Weighted accuracy evolution with the number of features using a k-NN classifier for different k-values [3, 5, 7, 9, 15, 25]

Fig. 5
figure 5

Weighted accuracy for different SVM parameters and considering 40 features (chosen by mRMR). The grid search was performed with \(C = 2^{ - 5} ,2^{ - 3} , \ldots ,2^{15}\) and \(\gamma = 2^{ - 15} ,2^{ - 13} , \ldots ,2^{5}\)

The confusion matrix represented in Table 3, shows that for SVM with \(C = 2^{ - 1}\) and \(\gamma = 2^{ - 1}\), it can be seen that the B-phases were confused with the A1 and A2 subtypes in average 11% of the times, and confused with A3 subtype only 7% of the times. 22% of the A1 phases were confused with A2, but only 5% with A3. A2 was more confused with A1, although the algorithm considered 21% of these phases as B-phases. A3 was the one with lower sensitivity and its misclassification is quite high: 32% were confused with A2, 27% with B-phase and 17% with A1. The A3 and A1 were the most distinct types, thus it was expectable that they were less confused.

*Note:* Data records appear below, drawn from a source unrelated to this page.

use payment_retries::domain::attempt::{DecisionResult, Outcome};
use payment_retries::domain::decline::{DeclineCode, ErrorCategory};
use payment_retries::gate::retry_gate::{FixedDraw, RetryGate};
use payment_retries::gate::stats::{OutcomeCount, OutcomeStats};
use std::sync::Arc;
use uuid::Uuid;

fn expired_card() -> DeclineCode {
    DeclineCode {
        processor: "Braintree".to_string(),
        code: 2004,
        message: "Expired Card".to_string(),
        category: ErrorCategory::ExpiredCard,
        retryable: false,
    }
}

fn do_not_honor() -> DeclineCode {
    DeclineCode {
        processor: "Braintree".to_string(),
        code: 2000,
        message: "Do Not Honor".to_string(),
        category: ErrorCategory::GeneralDecline,
        retryable: true,
    }
}

fn gate(draw: u8) -> RetryGate {
    RetryGate::with_draw(Arc::new(OutcomeStats::new()), FixedDraw(draw))
}

#[test]
fn treatment_aborts_non_retryable_decline() {
    let g = gate(0);
    let id = Uuid::new_v4();

    assert_eq!(g.decide(id, Some(expired_card()), 100), DecisionResult::ABORT);
    assert_eq!(g.attempted(), 1);
    assert_eq!(g.aborted(), 1);
    assert!(!g.pending().contains(id));
}

#[test]
fn treatment_allows_retryable_decline() {
    let g = gate(0);
    assert_eq!(g.decide(Uuid::new_v4(), Some(do_not_honor()), 100), DecisionResult::ALLOW);
    assert_eq!(g.attempted(), 1);
    assert_eq!(g.aborted(), 0);
    assert!(g.pending().is_empty());
}

#[test]
fn control_allows_and_scores_the_outcome() {
    let g = gate(50);
    let id = Uuid::new_v4();

    assert_eq!(g.decide(id, Some(expired_card()), 50), DecisionResult::ALLOW);
    assert_eq!(g.attempted(), 1);
    assert_eq!(g.aborted(), 0);
    assert!(g.pending().contains(id));

    let count = g.on_outcome(id, Outcome::Success).unwrap();
    assert_eq!(count, OutcomeCount { succeeded: 1, failed: 0 });
    assert!(!g.pending().contains(id));
    assert_eq!(g.stats().count("Braintree", 2004).succeeded, 1);
}

#[test]
fn outcome_is_recorded_only_once() {
    let g = gate(99);
    let id = Uuid::new_v4();
    g.decide(id, Some(expired_card()), 0);

    assert!(g.on_outcome(id, Outcome::Failure).is_some());
    assert!(g.on_outcome(id, Outcome::Failure).is_none());
    assert!(g.on_outcome(id, Outcome::Success).is_none());
    assert_eq!(g.stats().count("Braintree", 2004), OutcomeCount { succeeded: 0, failed: 1 });
}

#[test]
fn unclassified_attempts_leave_no_trace() {
    let g = gate(0);
    let id = Uuid::new_v4();

    assert_eq!(g.decide(id, None, 100), DecisionResult::ALLOW);
    assert_eq!(g.attempted(), 0);
    assert!(g.pending().is_empty());
    assert!(g.on_outcome(id, Outcome::Success).is_none());
    assert!(g.stats().snapshot().is_empty());
}

#[test]
fn outcome_for_treatment_attempt_is_ignored() {
    let g = gate(0);
    let id = Uuid::new_v4();
    g.decide(id, Some(do_not_honor()), 100);

    assert!(g.on_outcome(id, Outcome::Success).is_none());
    assert!(g.stats().snapshot().is_empty());
}

#[test]
fn concurrent_decisions_and_outcomes_are_all_counted() {
    let g = Arc::new(gate(99));
    let threads = 8;
    let per_thread = 250;

    let handles: Vec<_> = (0..threads)
        .map(|t| {
            let g = Arc::clone(&g);
            std::thread::spawn(move || {
                for i in 0..per_thread {
                    let id = Uuid::new_v4();
                    g.decide(id, Some(expired_card()), 0);
                    let outcome = if (t + i) % 2 == 0 { Outcome::Success } else { Outcome::Failure };
                    g.on_outcome(id, outcome);
                }
            })
        })
        .collect();
    for h in handles {
        h.join().unwrap();
    }

    let total = (threads * per_thread) as u64;
    let summary = g.summary();
    assert_eq!(summary.attempted, total);
    assert_eq!(summary.aborted, 0);
    assert_eq!(summary.pending, 0);
    assert_eq!(g.stats().total_retries("Braintree", 2004), total);
}

#[test]
fn concurrent_outcomes_report_distinct_bucket_counts() {
    let g = Arc::new(gate(99));
    let ids: Vec<Uuid> = (0..400).map(|_| Uuid::new_v4()).collect();
    for id in &ids {
        g.decide(*id, Some(do_not_honor()), 0);
    }

    let handles: Vec<_> = ids
        .chunks(50)
        .map(|chunk| {
            let g = Arc::clone(&g);
            let chunk = chunk.to_vec();
            std::thread::spawn(move || {
                chunk
                    .into_iter()
                    .map(|id| g.on_outcome(id, Outcome::Success).unwrap().succeeded)
                    .collect::<Vec<u64>>()
            })
        })
        .collect();
    let mut seen: Vec<u64> = handles.into_iter().flat_map(|h| h.join().unwrap()).collect();
    seen.sort_unstable();

    assert_eq!(seen, (1..=400).collect::<Vec<u64>>());
}

#[test]
fn racing_outcomes_for_one_attempt_score_once() {
    for _ in 0..50 {
        let g = Arc::new(gate(99));
        let id = Uuid::new_v4();
        g.decide(id, Some(expired_card()), 0);

        let handles: Vec<_> = (0..8)
            .map(|_| {
                let g = Arc::clone(&g);
                std::thread::spawn(move || g.on_outcome(id, Outcome::Failure).is_some())
            })
            .collect();
        let scored = handles
            .into_iter()
            .map(|h| h.join().unwrap())
            .filter(|s| *s)
            .count();

        assert_eq!(scored, 1);
        assert_eq!(g.stats().total_retries("Braintree", 2004), 1);
    }
}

Table 3 Mean of confusion matrix for an SVM classifier using the 40 features ranked by mRMR, for the parameters of C = 2−1 and γ = 2−1


Using a DA classifier QDA achieved greater accuracy values than LDA, for all dimensions. More precisely, accuracy stabilized around 70% for more than 12 dimensions. Although the WAC significantly dropped for a classifier with more than 12 dimensions as can be observed in Fig. 6. A WAC of 49% was achieved using 12 components, that corresponded to an AC of 68%.

Fig. 6
figure 6

Evolution of WAC with the number of PCA principal components used to build a model with LDA (L) and QDA (Q)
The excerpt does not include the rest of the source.